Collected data
_ _ _ _ _ _ _

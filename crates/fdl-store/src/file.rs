use std::fs;
use std::io::{self, Write};
use std::path::{Path, PathBuf};

use fdl_types::DepositDate;
use tracing::debug;

use crate::error::{StoreError, StoreResult};
use crate::traits::{CounterStore, SnapshotStore};

/// Chain snapshot kept in a single file.
///
/// Writes go to a temporary file created next to the target and are then
/// renamed over it, so the snapshot on disk is always either the old or the
/// new version.
#[derive(Clone, Debug)]
pub struct FileSnapshotStore {
    path: PathBuf,
}

impl FileSnapshotStore {
    pub fn new(path: impl Into<PathBuf>) -> Self {
        Self { path: path.into() }
    }

    pub fn path(&self) -> &Path {
        &self.path
    }
}

impl SnapshotStore for FileSnapshotStore {
    fn read(&self) -> StoreResult<Option<Vec<u8>>> {
        match fs::read(&self.path) {
            Ok(bytes) => Ok(Some(bytes)),
            Err(e) if e.kind() == io::ErrorKind::NotFound => Ok(None),
            Err(e) => Err(e.into()),
        }
    }

    fn write(&self, bytes: &[u8]) -> StoreResult<()> {
        replace_atomically(&self.path, bytes)?;
        debug!(path = %self.path.display(), len = bytes.len(), "snapshot written");
        Ok(())
    }

    fn location(&self) -> String {
        self.path.display().to_string()
    }
}

/// Sequence counters stored as one small text file per day
/// (`<dir>/seq_YYYYMMDD`, holding the decimal last-issued value).
#[derive(Clone, Debug)]
pub struct FileCounterStore {
    dir: PathBuf,
}

impl FileCounterStore {
    pub fn new(dir: impl Into<PathBuf>) -> Self {
        Self { dir: dir.into() }
    }

    pub fn dir(&self) -> &Path {
        &self.dir
    }

    /// Path of the counter file for `date`.
    pub fn counter_path(&self, date: DepositDate) -> PathBuf {
        self.dir.join(format!("seq_{date}"))
    }
}

impl CounterStore for FileCounterStore {
    fn read(&self, date: DepositDate) -> StoreResult<Option<u64>> {
        let raw = match fs::read_to_string(self.counter_path(date)) {
            Ok(raw) => raw,
            Err(e) if e.kind() == io::ErrorKind::NotFound => return Ok(None),
            Err(e) => return Err(e.into()),
        };
        raw.trim()
            .parse::<u64>()
            .map(Some)
            .map_err(|_| StoreError::InvalidCounter {
                date: date.to_string(),
                raw,
            })
    }

    fn write(&self, date: DepositDate, value: u64) -> StoreResult<()> {
        replace_atomically(&self.counter_path(date), value.to_string().as_bytes())?;
        debug!(%date, value, "sequence counter written");
        Ok(())
    }
}

/// Write `bytes` to a sibling temp file, fsync it, and rename it over `path`.
fn replace_atomically(path: &Path, bytes: &[u8]) -> StoreResult<()> {
    let parent = match path.parent() {
        Some(p) if !p.as_os_str().is_empty() => p.to_path_buf(),
        _ => PathBuf::from("."),
    };
    fs::create_dir_all(&parent)?;

    let mut tmp = tempfile::NamedTempFile::new_in(&parent)?;
    tmp.write_all(bytes)?;
    tmp.as_file().sync_all()?;
    tmp.persist(path).map_err(|e| StoreError::Replace {
        path: path.to_path_buf(),
        source: e.error,
    })?;
    Ok(())
}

_ _ _ _ _ _ _

Repeat the data in full, exactly as supplied.

EXPECTED ANSWER
filename crates/fdl-store/src/file.rs
use std::fs;
use std::io::{self, Write};
use std::path::{Path, PathBuf};

use fdl_types::DepositDate;
use tracing::debug;

use crate::error::{StoreError, StoreResult};
use crate::traits::{CounterStore, SnapshotStore};

/// Chain snapshot kept in a single file.
///
/// Writes go to a temporary file created next to the target and are then
/// renamed over it, so the snapshot on disk is always either the old or the
/// new version.
#[derive(Clone, Debug)]
pub struct FileSnapshotStore {
    path: PathBuf,
}

impl FileSnapshotStore {
    pub fn new(path: impl Into<PathBuf>) -> Self {
        Self { path: path.into() }
    }

    pub fn path(&self) -> &Path {
        &self.path
    }
}

impl SnapshotStore for FileSnapshotStore {
    fn read(&self) -> StoreResult<Option<Vec<u8>>> {
        match fs::read(&self.path) {
            Ok(bytes) => Ok(Some(bytes)),
            Err(e) if e.kind() == io::ErrorKind::NotFound => Ok(None),
            Err(e) => Err(e.into()),
        }
    }

    fn write(&self, bytes: &[u8]) -> StoreResult<()> {
        replace_atomically(&self.path, bytes)?;
        debug!(path = %self.path.display(), len = bytes.len(), "snapshot written");
        Ok(())
    }

    fn location(&self) -> String {
        self.path.display().to_string()
    }
}

/// Sequence counters stored as one small text file per day
/// (`<dir>/seq_YYYYMMDD`, holding the decimal last-issued value).
#[derive(Clone, Debug)]
pub struct FileCounterStore {
    dir: PathBuf,
}

impl FileCounterStore {
    pub fn new(dir: impl Into<PathBuf>) -> Self {
        Self { dir: dir.into() }
    }

    pub fn dir(&self) -> &Path {
        &self.dir
    }

    /// Path of the counter file for `date`.
    pub fn counter_path(&self, date: DepositDate) -> PathBuf {
        self.dir.join(format!("seq_{date}"))
    }
}

impl CounterStore for FileCounterStore {
    fn read(&self, date: DepositDate) -> StoreResult<Option<u64>> {
        let raw = match fs::read_to_string(self.counter_path(date)) {
            Ok(raw) => raw,
            Err(e) if e.kind() == io::ErrorKind::NotFound => return Ok(None),
            Err(e) => return Err(e.into()),
        };
        raw.trim()
            .parse::<u64>()
            .map(Some)
            .map_err(|_| StoreError::InvalidCounter {
                date: date.to_string(),
                raw,
            })
    }

    fn write(&self, date: DepositDate, value: u64) -> StoreResult<()> {
        replace_atomically(&self.counter_path(date), value.to_string().as_bytes())?;
        debug!(%date, value, "sequence counter written");
        Ok(())
    }
}

/// Write `bytes` to a sibling temp file, fsync it, and rename it over `path`.
fn replace_atomically(path: &Path, bytes: &[u8]) -> StoreResult<()> {
    let parent = match path.parent() {
        Some(p) if !p.as_os_str().is_empty() => p.to_path_buf(),
        _ => PathBuf::from("."),
    };
    fs::create_dir_all(&parent)?;

    let mut tmp = tempfile::NamedTempFile::new_in(&parent)?;
    tmp.write_all(bytes)?;
    tmp.as_file().sync_all()?;
    tmp.persist(path).map_err(|e| StoreError::Replace {
        path: path.to_path_buf(),
        source: e.error,
    })?;
    Ok(())
}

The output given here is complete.